--- WORK REQUEST ---
Look for the string "const" in the material below. Copy every line where you find it.

--- SOURCE DATA ---
= Beginning of Section =

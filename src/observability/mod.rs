//! # Observability
//!
//! Logging setup and Prometheus metrics.
//!
//! ## Sub-modules
//!
//! - `metrics` - Prometheus registry plus HTTP and vault metrics

pub mod metrics;

/// Install the global `tracing` subscriber
///
/// `RUST_LOG` wins when set; otherwise `default_filter` is used
/// (e.g. `passwort=info`). Output goes to stderr so that stdout stays
/// reserved for command output.
pub fn init_tracing(default_filter: &str) {
    tracing_subscriber::fmt()
        .with_env_filter(
            tracing_subscriber::EnvFilter::try_from_default_env()
                .unwrap_or_else(|_| default_filter.into()),
        )
        .with_writer(std::io::stderr)
        .init();
}
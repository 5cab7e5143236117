//! ChaCha20-Poly1305 envelopes for vault values.

use base64::{engine::general_purpose::STANDARD, Engine as _};
use chacha20poly1305::{
    aead::{Aead, KeyInit},
    ChaCha20Poly1305, Key, Nonce,
};
use rand::RngCore;

use super::{CryptoError, MasterKey};

/// Nonce size for ChaCha20-Poly1305 (96 bits = 12 bytes).
pub const NONCE_SIZE: usize = 12;

/// Encrypt `plaintext` under `key`
///
/// Returns base64 of `nonce || ciphertext || tag`. A fresh random nonce is
/// drawn for every call.
///
/// # Errors
///
/// Returns [`CryptoError::Encryption`] if the AEAD rejects the input.
pub fn encrypt(key: &MasterKey, plaintext: &[u8]) -> Result<String, CryptoError> {
    let cipher = ChaCha20Poly1305::new(Key::from_slice(key.as_bytes()));

    let mut nonce = [0u8; NONCE_SIZE];
    rand::thread_rng().fill_bytes(&mut nonce);

    let ciphertext = cipher
        .encrypt(Nonce::from_slice(&nonce), plaintext)
        .map_err(CryptoError::Encryption)?;

    let mut envelope = Vec::with_capacity(NONCE_SIZE + ciphertext.len());
    envelope.extend_from_slice(&nonce);
    envelope.extend_from_slice(&ciphertext);
    Ok(STANDARD.encode(envelope))
}

/// Decrypt an envelope produced by [`encrypt`]
///
/// # Errors
///
/// Fails on malformed base64, short input, authentication failure (wrong key
/// or tampered data) or non-UTF-8 plaintext.
pub fn decrypt(key: &MasterKey, envelope: &str) -> Result<String, CryptoError> {
    let raw = STANDARD.decode(envelope)?;
    if raw.len() < NONCE_SIZE {
        return Err(CryptoError::CiphertextTooShort);
    }
    let (nonce, ciphertext) = raw.split_at(NONCE_SIZE);

    let cipher = ChaCha20Poly1305::new(Key::from_slice(key.as_bytes()));
    let plaintext = cipher
        .decrypt(Nonce::from_slice(nonce), ciphertext)
        .map_err(CryptoError::Decryption)?;

    Ok(String::from_utf8(plaintext)?)
}

#[cfg(test)]
mod tests {
    use super::*;

    #[test]
    fn test_encrypt_decrypt_roundtrip() {
        let key = MasterKey::generate();
        for plaintext in ["hello world", "", "Grüße, мир!"] {
            let envelope = encrypt(&key, plaintext.as_bytes()).unwrap();
            assert_eq!(decrypt(&key, &envelope).unwrap(), plaintext);
        }
    }

    #[test]
    fn test_nonce_differs_per_encryption() {
        let key = MasterKey::generate();
        let a = encrypt(&key, b"same").unwrap();
        let b = encrypt(&key, b"same").unwrap();
        assert_ne!(a, b);
    }

    #[test]
    fn test_wrong_key_fails() {
        let key1 = MasterKey::generate();
        let key2 = MasterKey::generate();
        let envelope = encrypt(&key1, b"Secret message").unwrap();

        assert!(matches!(
            decrypt(&key2, &envelope),
            Err(CryptoError::Decryption(_))
        ));
    }

    #[test]
    fn test_tampered_ciphertext_fails() {
        let key = MasterKey::generate();
        let envelope = encrypt(&key, b"Secret message").unwrap();
        let mut raw = STANDARD.decode(&envelope).unwrap();
        let last = raw.len() - 1;
        raw[last] ^= 0x01;

        assert!(decrypt(&key, &STANDARD.encode(raw)).is_err());
    }

    #[test]
    fn test_short_ciphertext_fails() {
        let key = MasterKey::generate();
        let short = STANDARD.encode([0u8; 4]);
        assert!(matches!(
            decrypt(&key, &short),
            Err(CryptoError::CiphertextTooShort)
        ));
    }
}
//! # Metrics Module
//!
//! Prometheus metrics for the secrets server, organized by responsibility.
//!
//! ## Sub-modules
//!
//! - `registry` - Metrics registry setup, registration and text exposition
//! - `server_metrics` - HTTP request and vault lifecycle metrics

pub mod registry;
pub mod server_metrics;

pub use registry::*;
pub use server_metrics::*;
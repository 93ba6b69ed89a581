use crate::character::{Angle, FormState};

/// Builds the base description every generation stage shares. Pure string
/// interpolation; user text is carried through verbatim.
pub fn compose_base_prompt(form: &FormState) -> String {
    format!(
        "A full-body character concept of a {}. \
        Personality: {}. \
        Key traits: {}. \
        Attire: {}. \
        Art style: {}, high detail, dramatic lighting.",
        form.archetype, form.personality_trait, form.traits, form.attire, form.art_style
    )
}

pub fn compose_image_prompt(base_prompt: &str, angle: &Angle) -> String {
    format!("{}. {}.", base_prompt, angle.prompt)
}
// --- generateContent wire types ---

#[derive(Serialize)]
struct GenerateContentRequest {
    contents: Vec<Content>,
    #[serde(rename = "generationConfig", skip_serializing_if = "Option::is_none")]
    generation_config: Option<GenerationConfig>,
}

#[derive(Serialize)]
struct Content {
    role: String,
    parts: Vec<Part>,
}

impl Content {
    fn user(text: String) -> Self {
        Self {
            role: "user".to_string(),
            parts: vec![Part { text }],
        }
    }
}

#[derive(Serialize)]
struct Part {
    text: String,
}

#[derive(Serialize, Default)]
struct GenerationConfig {
    #[serde(rename = "responseMimeType", skip_serializing_if = "Option::is_none")]
    response_mime_type: Option<String>,
    #[serde(rename = "responseSchema", skip_serializing_if = "Option::is_none")]
    response_schema: Option<Value>,
    #[serde(rename = "responseModalities", skip_serializing_if = "Option::is_none")]
    response_modalities: Option<Vec<String>>,
    #[serde(rename = "speechConfig", skip_serializing_if = "Option::is_none")]
    speech_config: Option<SpeechConfig>,
}

#[derive(Serialize)]
struct SpeechConfig {
    #[serde(rename = "voiceConfig")]
    voice_config: VoiceConfig,
}

impl SpeechConfig {
    fn prebuilt(voice_name: &str) -> Self {
        Self {
            voice_config: VoiceConfig {
                prebuilt_voice_config: PrebuiltVoiceConfig {
                    voice_name: voice_name.to_string(),
                },
            },
        }
    }
}

#[derive(Serialize)]
struct VoiceConfig {
    #[serde(rename = "prebuiltVoiceConfig")]
    prebuilt_voice_config: PrebuiltVoiceConfig,
}

#[derive(Serialize)]
struct PrebuiltVoiceConfig {
    #[serde(rename = "voiceName")]
    voice_name: String,
}

#[derive(Deserialize)]
struct GeminiResponse {
    candidates: Option<Vec<GeminiCandidate>>,
    error: Option<GeminiError>,
}

#[derive(Deserialize)]
struct GeminiCandidate {
    content: Option<GeminiContentResponse>,
    #[serde(rename = "finishReason")]
    finish_reason: Option<String>,
}

#[derive(Deserialize)]
struct GeminiContentResponse {
    #[serde(default)]
    parts: Vec<GeminiPartResponse>,
}

#[derive(Deserialize)]
struct GeminiPartResponse {
    text: Option<String>,
    #[serde(rename = "inlineData")]
    inline_data: Option<InlineData>,
}

#[derive(Deserialize)]
struct InlineData {
    data: String,
}

#[derive(Deserialize, Debug)]
struct GeminiError {
    message: String,
}

// --- Imagen wire types ---

#[derive(Serialize)]
struct PredictRequest {
    instances: Vec<ImageInstance>,
    parameters: ImageParameters,
}

#[derive(Serialize)]
struct ImageInstance {
    prompt: String,
}

#[derive(Serialize)]
struct ImageParameters {
    #[serde(rename = "sampleCount")]
    sample_count: u32,
    #[serde(rename = "aspectRatio")]
    aspect_ratio: String,
    #[serde(rename = "outputMimeType")]
    output_mime_type: String,
}
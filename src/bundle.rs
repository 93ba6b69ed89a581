use crate::character::{CharacterData, CharacterImages, ANGLES};
use serde::Serialize;

/// The exported metadata document: the full character profile plus the
/// expected filename for every generated asset. Field names and filename
/// patterns are a compatibility contract; do not rename.
#[derive(Debug, Serialize)]
pub struct ExportBundle {
    #[serde(flatten)]
    pub character: CharacterData,
    pub image_set: Vec<String>,
    pub voice_line_file: String,
}

/// Builds the bundle for the current run. Pure: lists filenames in fixed
/// angle order for the angles that actually produced an image, and never
/// touches the image or audio bytes themselves.
pub fn build_bundle(character: &CharacterData, images: &CharacterImages) -> ExportBundle {
    let stem = filename_stem(&character.name);

    let image_set = ANGLES
        .iter()
        .filter(|angle| images.contains_key(angle.id))
        .map(|angle| format!("{}_{}.png", stem, angle.id))
        .collect();

    ExportBundle {
        character: character.clone(),
        image_set,
        voice_line_file: format!("{}_voice.mp3", stem),
    }
}

fn filename_stem(name: &str) -> String {
    name.split_whitespace().collect::<Vec<_>>().join("_")
}

#[cfg(test)]
mod tests {
    use super::*;
    use crate::character::{Rarity, Stats};
    use std::collections::HashMap;

    fn shadow_fox() -> CharacterData {
        CharacterData {
            name: "Shadow Fox".to_string(),
            class: "Assassin".to_string(),
            faction: "The Umbral Court".to_string(),
            weapons: vec!["Twin daggers".to_string(), "Throwing knives".to_string()],
            rarity: Rarity::Epic,
            personality: "Cold, precise, loyal".to_string(),
            backstory: "Raised in the undercity.".to_string(),
            stats: Stats {
                speed: 95,
                strength: 42,
                intellect: 77,
            },
            voice_line_prompt: "The shadows are my allies.".to_string(),
        }
    }

    #[test]
    fn test_bundle_filenames_for_partial_gallery() {
        let mut images: CharacterImages = HashMap::new();
        images.insert("front".to_string(), vec![1]);
        images.insert("side".to_string(), vec![2]);

        let bundle = build_bundle(&shadow_fox(), &images);
        assert_eq!(
            bundle.image_set,
            vec!["Shadow_Fox_front.png", "Shadow_Fox_side.png"]
        );
        assert_eq!(bundle.voice_line_file, "Shadow_Fox_voice.mp3");
    }

    #[test]
    fn test_image_set_keeps_fixed_angle_order() {
        let mut images: CharacterImages = HashMap::new();
        // Insertion order deliberately scrambled.
        for id in ["back", "front", "three_quarter", "side"] {
            images.insert(id.to_string(), vec![]);
        }

        let bundle = build_bundle(&shadow_fox(), &images);
        assert_eq!(
            bundle.image_set,
            vec![
                "Shadow_Fox_front.png",
                "Shadow_Fox_three_quarter.png",
                "Shadow_Fox_side.png",
                "Shadow_Fox_back.png"
            ]
        );
    }

    #[test]
    fn test_empty_gallery_yields_empty_image_set() {
        let bundle = build_bundle(&shadow_fox(), &HashMap::new());
        assert!(bundle.image_set.is_empty());
        assert_eq!(bundle.voice_line_file, "Shadow_Fox_voice.mp3");
    }

    #[test]
    fn test_whitespace_runs_collapse_to_single_underscores() {
        let mut character = shadow_fox();
        character.name = "  Vex   of the\tVeil ".to_string();
        let bundle = build_bundle(&character, &HashMap::new());
        assert_eq!(bundle.voice_line_file, "Vex_of_the_Veil_voice.mp3");
    }

    #[test]
    fn test_bundle_json_shape_matches_contract() {
        let mut images: CharacterImages = HashMap::new();
        images.insert("front".to_string(), vec![1]);

        let bundle = build_bundle(&shadow_fox(), &images);
        let value = serde_json::to_value(&bundle).unwrap();

        // Character fields are flattened to the top level.
        assert_eq!(value["name"], "Shadow Fox");
        assert_eq!(value["class"], "Assassin");
        assert_eq!(value["rarity"], "Epic");
        assert_eq!(value["stats"]["intellect"], 77);
        assert_eq!(value["voice_line_prompt"], "The shadows are my allies.");
        assert_eq!(value["image_set"][0], "Shadow_Fox_front.png");
        assert_eq!(value["voice_line_file"], "Shadow_Fox_voice.mp3");
    }
}
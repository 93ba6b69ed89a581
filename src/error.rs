use thiserror::Error;

/// Failure modes of the generative gateway. Lore- and voice-stage errors
/// abort a run and are shown to the user verbatim; image-stage errors are
/// swallowed per angle and only degrade the gallery.
#[derive(Debug, Error)]
pub enum GatewayError {
    #[error("configuration error: {0}")]
    Configuration(String),

    #[error("the model returned an invalid response: {0}")]
    InvalidResponse(String),

    #[error("generation failed: {0}")]
    GenerationFailure(String),

    #[error("network error: {0}")]
    Transport(#[from] reqwest::Error),
}
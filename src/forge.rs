use crate::character::{CharacterData, CharacterImages, FormState, ANGLES};
use crate::error::GatewayError;
use crate::gemini::GenAiClient;
use crate::prompt::{compose_base_prompt, compose_image_prompt};
use indicatif::{ProgressBar, ProgressStyle};
use log::{info, warn};

/// Everything the UI renders for one generation run. Cleared at the start of
/// the next run.
#[derive(Default)]
pub struct ForgeState {
    pub character: Option<CharacterData>,
    pub images: CharacterImages,
    pub voice_audio: Option<Vec<u8>>,
    pub error: Option<String>,
    /// Free-form progress label, updated before each network call.
    pub stage: Option<String>,
}

pub const STAGE_DONE: &str = "Character forged!";

/// Drives one character generation at a time: lore, then a fan-out of
/// per-angle portraits, then the voice line. Holding the session by `&mut`
/// for the whole run means a second run can never overlap the first.
pub struct ForgeSession {
    client: Box<dyn GenAiClient>,
    state: ForgeState,
    run_counter: u64,
}

impl ForgeSession {
    pub fn new(client: Box<dyn GenAiClient>) -> Self {
        Self {
            client,
            state: ForgeState::default(),
            run_counter: 0,
        }
    }

    pub fn state(&self) -> &ForgeState {
        &self.state
    }

    pub fn client(&self) -> &dyn GenAiClient {
        self.client.as_ref()
    }

    /// Runs the full generation sequence for `form`. Lore and voice failures
    /// abort the run and land in `state.error`; per-angle image failures only
    /// leave gaps in the gallery.
    pub async fn generate(&mut self, form: &FormState) {
        self.run_counter += 1;
        info!("run #{}: starting generation", self.run_counter);
        self.state = ForgeState::default();

        match self.run(form).await {
            Ok(()) => {
                info!("run #{}: complete", self.run_counter);
                self.state.stage = Some(STAGE_DONE.to_string());
            }
            Err(e) => {
                warn!("run #{}: aborted: {}", self.run_counter, e);
                self.state.error = Some(e.to_string());
                self.state.stage = None;
            }
        }
    }

    async fn run(&mut self, form: &FormState) -> Result<(), GatewayError> {
        let base_prompt = compose_base_prompt(form);

        // Stage 1: lore and stats. A failure here aborts before any image or
        // audio work is attempted.
        self.set_stage("Forging personality and lore...");
        let character = self.client.generate_character(&base_prompt).await?;
        info!(
            "run #{}: forged {} ({} {})",
            self.run_counter, character.name, character.rarity, character.class
        );
        self.state.character = Some(character.clone());

        // Stage 2: one portrait per angle, all requests in flight together.
        // Each outcome is observed on its own; failed angles just stay absent.
        let pb = ProgressBar::new(ANGLES.len() as u64);
        if let Ok(style) = ProgressStyle::default_bar()
            .template("{spinner:.green} [{bar:40.cyan/blue}] {pos}/{len} views")
        {
            pb.set_style(style.progress_chars("#>-"));
        }

        let client = self.client.as_ref();
        let mut requests = Vec::with_capacity(ANGLES.len());
        for angle in ANGLES.iter() {
            let label = format!("Rendering {} view...", angle.label.to_lowercase());
            info!("run #{}: {}", self.run_counter, label);
            self.state.stage = Some(label);

            let prompt = compose_image_prompt(&base_prompt, angle);
            let pb = pb.clone();
            requests.push(async move {
                let outcome = client.generate_image(&prompt).await;
                pb.inc(1);
                (angle.id, outcome)
            });
        }

        let settled = futures_util::future::join_all(requests).await;
        pb.finish_and_clear();

        for (angle_id, outcome) in settled {
            match outcome {
                Ok(bytes) => {
                    self.state.images.insert(angle_id.to_string(), bytes);
                }
                Err(e) => warn!(
                    "run #{}: {} view failed, leaving it out: {}",
                    self.run_counter, angle_id, e
                ),
            }
        }

        // Stage 3: voice line, only when the lore stage produced one. Unlike
        // the image stage, a failure here aborts the run.
        if !character.voice_line_prompt.is_empty() {
            self.set_stage("Synthesizing voice...");
            let audio = self
                .client
                .generate_speech(&character.voice_line_prompt)
                .await?;
            self.state.voice_audio = Some(audio);
        }

        Ok(())
    }

    fn set_stage(&mut self, label: &str) {
        info!("run #{}: {}", self.run_counter, label);
        self.state.stage = Some(label.to_string());
    }
}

= End of Section =

--- SOLVED EXERCISE ---
pub const NONCE_SIZE: usize = 12;
pub const STAGE_DONE: &str = "Character forged!";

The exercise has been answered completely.